U.S. Pat. No. 5,198,581 discloses a fixed-bed multi-tube type reactor for producing unsaturated aldehydes and unsaturated fatty acids by means of catalytic vapor phase oxidation of at least one compound selected from the group consisting of propylene, isobutylene, t-butyl alcohol and methyl-t-butyl ether with molecular oxygen or molecular oxygen-containing gas. The above reactor includes a plurality of reaction zones each packed with a different composite oxide-based catalyst having a different occupation volume along the axial direction of each reaction tube, wherein the volume is controlled so that it decreases from the gas inlet to the outlet.
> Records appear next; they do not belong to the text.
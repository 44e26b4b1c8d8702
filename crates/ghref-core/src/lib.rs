//! ghref Core - data-file reference resolution for scaffolding tool wrappers
//!
//! Wrappers accept a data-file option whose value is either a local path or a
//! shorthand reference `gh:owner/repo[@ref]/path`. Shorthand references are
//! resolved to a concrete version (latest release, or the default branch),
//! fetched into a per-repository cache and handed to the wrapped tool as a
//! plain local path.
//!
//! # Architecture
//!
//! - **remote**: reference parsing, release lookup, cache policy, fetching
//! - **runtime**: locating and running the wrapped tool
//! - **forward**: argument partitioning and the end-to-end flow
//! - **update**: fixed-default `update` flow built on `forward`
//! - **config** / **profile**: settings threaded into every component
//!
//! # Example Usage
//!
//! ```ignore
//! use ghref_core::{forward, Settings, ToolProfile};
//!
//! let settings = Settings::from_profile(&MyProfile)?;
//! let code = forward::run(&MyProfile, &settings, &args).await?;
//! std::process::exit(code);
//! ```

pub mod config;
pub mod error;
pub mod forward;
pub mod profile;
pub mod remote;
pub mod runtime;
pub mod update;

#[cfg(test)]
pub(crate) mod test_support;

// Re-export main types for convenience
pub use config::Settings;
pub use error::{Error, Result};
pub use profile::ToolProfile;
pub use remote::{CacheAction, DataCache, Reference, ResolvedReference, VersionKind};
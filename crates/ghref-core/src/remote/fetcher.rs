//! Raw file retrieval into the local cache
//!
//! Retrieval is a no-op when the destination already exists, so callers that
//! want fresh content must remove the old file first (see `DataCache::prepare`).
//! Content is not verified.

use crate::error::{Error, Result};
use colored::Colorize;
use std::io::Write;
use std::path::{Path, PathBuf};
use url::Url;

/// Downloads single files over HTTP
pub struct DataFetcher<'a> {
    client: &'a reqwest::Client,
}

impl<'a> DataFetcher<'a> {
    pub fn new(client: &'a reqwest::Client) -> Self {
        Self { client }
    }

    /// Retrieve `url` into `dir/file_name` and return the local path
    ///
    /// `dir` is created if missing, so the fetcher works without a `DataCache`.
    pub async fn retrieve(&self, url: &Url, dir: &Path, file_name: &str) -> Result<PathBuf> {
        let dest = dir.join(file_name);
        if dest.is_file() {
            return Ok(dest);
        }

        std::fs::create_dir_all(dir).map_err(|e| Error::fetch(url, e))?;

        println!("{} {}", "Downloading".cyan(), url);
        let response = self
            .client
            .get(url.clone())
            .send()
            .await
            .map_err(|e| Error::fetch(url, e))?;

        if !response.status().is_success() {
            return Err(Error::fetch(
                url,
                anyhow::anyhow!("HTTP {}", response.status()),
            ));
        }

        let bytes = response.bytes().await.map_err(|e| Error::fetch(url, e))?;

        // Write next to the destination and rename, so an interrupted download leaves nothing behind
        let mut tmp = tempfile::NamedTempFile::new_in(dir).map_err(|e| Error::fetch(url, e))?;
        tmp.write_all(&bytes).map_err(|e| Error::fetch(url, e))?;
        tmp.persist(&dest).map_err(|e| Error::fetch(url, e.error))?;

        println!(
            "{} {} ({} bytes)",
            "Saved".green(),
            dest.display(),
            bytes.len()
        );
        Ok(dest)
    }
}

#[cfg(test)]
mod tests {
    use super::*;
    use crate::test_support::{client, StubServer};

    #[tokio::test]
    async fn test_downloads_missing_file() {
        let server = StubServer::start(&[("/acme/widgets/master/config.yaml", 200, "name: widgets\n")]);
        let temp = tempfile::tempdir().unwrap();
        let client = client();
        let url = server.base().join("acme/widgets/master/config.yaml").unwrap();

        let path = DataFetcher::new(&client)
            .retrieve(&url, temp.path(), "master_config.yaml")
            .await
            .unwrap();

        assert_eq!(path, temp.path().join("master_config.yaml"));
        assert_eq!(std::fs::read_to_string(&path).unwrap(), "name: widgets\n");
    }

    #[tokio::test]
    async fn test_creates_missing_destination_dir() {
        let server = StubServer::start(&[("/acme/widgets/dev/a/b.yaml", 200, "nested")]);
        let temp = tempfile::tempdir().unwrap();
        let dir = temp.path().join("not/yet/there");
        let client = client();
        let url = server.base().join("acme/widgets/dev/a/b.yaml").unwrap();

        let path = DataFetcher::new(&client)
            .retrieve(&url, &dir, "dev_a_b.yaml")
            .await
            .unwrap();

        assert_eq!(path, dir.join("dev_a_b.yaml"));
        assert_eq!(std::fs::read_to_string(&path).unwrap(), "nested");
    }

    #[tokio::test]
    async fn test_existing_file_is_not_downloaded_again() {
        let server = StubServer::start(&[("/acme/widgets/v1.0.0/config.yaml", 200, "new")]);
        let temp = tempfile::tempdir().unwrap();
        std::fs::write(temp.path().join("v1.0.0_config.yaml"), "old").unwrap();
        let client = client();
        let url = server.base().join("acme/widgets/v1.0.0/config.yaml").unwrap();

        let path = DataFetcher::new(&client)
            .retrieve(&url, temp.path(), "v1.0.0_config.yaml")
            .await
            .unwrap();

        assert_eq!(std::fs::read_to_string(&path).unwrap(), "old");
        assert!(server.requests().is_empty());
    }

    #[tokio::test]
    async fn test_http_error_is_fetch_error() {
        let server = StubServer::start(&[]);
        let temp = tempfile::tempdir().unwrap();
        let client = client();
        let url = server.base().join("acme/widgets/master/missing.yaml").unwrap();

        let err = DataFetcher::new(&client)
            .retrieve(&url, temp.path(), "master_missing.yaml")
            .await
            .unwrap_err();

        match err {
            Error::Fetch { url: failed, source } => {
                assert!(failed.ends_with("/acme/widgets/master/missing.yaml"));
                assert!(source.to_string().contains("404"));
            }
            other => panic!("expected fetch error, got {other:?}"),
        }
        assert!(!temp.path().join("master_missing.yaml").exists());
        assert_eq!(std::fs::read_dir(temp.path()).unwrap().count(), 0);
    }
}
Korean Laid-Open Patent No. 2001-80871 discloses a method for producing acrolein (ACR) and acrylic acid (AA) by means of vapor phase oxidation of propylene with molecular oxygen or molecular oxygen-containing gas in a fixed-bed cylindrical reactor. According to the above method, a plurality of catalysts having different activities are obtained by controlling (a) the volume occupied by a catalyst, (b) sintering temperature, and/or (c) kind and/or amount of alkali metal elements. Additionally, the catalytic bed in each reaction tube is divided into two or more reaction zones along the axial direction, the reaction zones being packed with the catalysts in such a manner that the catalytic activity increases from the reaction gas inlet to the outlet.
As described in the prior art, the method for packing a catalyst after it is mixed and diluted with an inactive material, the method for packing a plurality of composite oxide-based catalysts having different occupation volumes in such a manner that the volume gradually decreases, etc., have problems in that they are inefficient for commercial use because the packing ratio of a catalyst varies depending on the size, shape, specific gravity and density of the catalyst and inactive material, even though the catalyst is mixed and diluted with the inactive material at a correct ratio and then the mixture is packed into a reaction tube. Additionally, the method for packing a catalyst by controlling the catalytic activity through the control of the occupation volume, sintering temperature and/or kind and/or amount of alkali metal elements in the catalyst having a specific composition can reduce the temperature of a hot spot generated during the catalytic reaction, thereby minimizing degradation of catalyst and side reactions. However, the method is problematic in that the hot spot still maintains high temperature.
Therefore, there is a continuous need for a method for minimizing degradation of catalyst and side reactions caused by extreme heat generation at a hot spot generated during the catalytic reaction.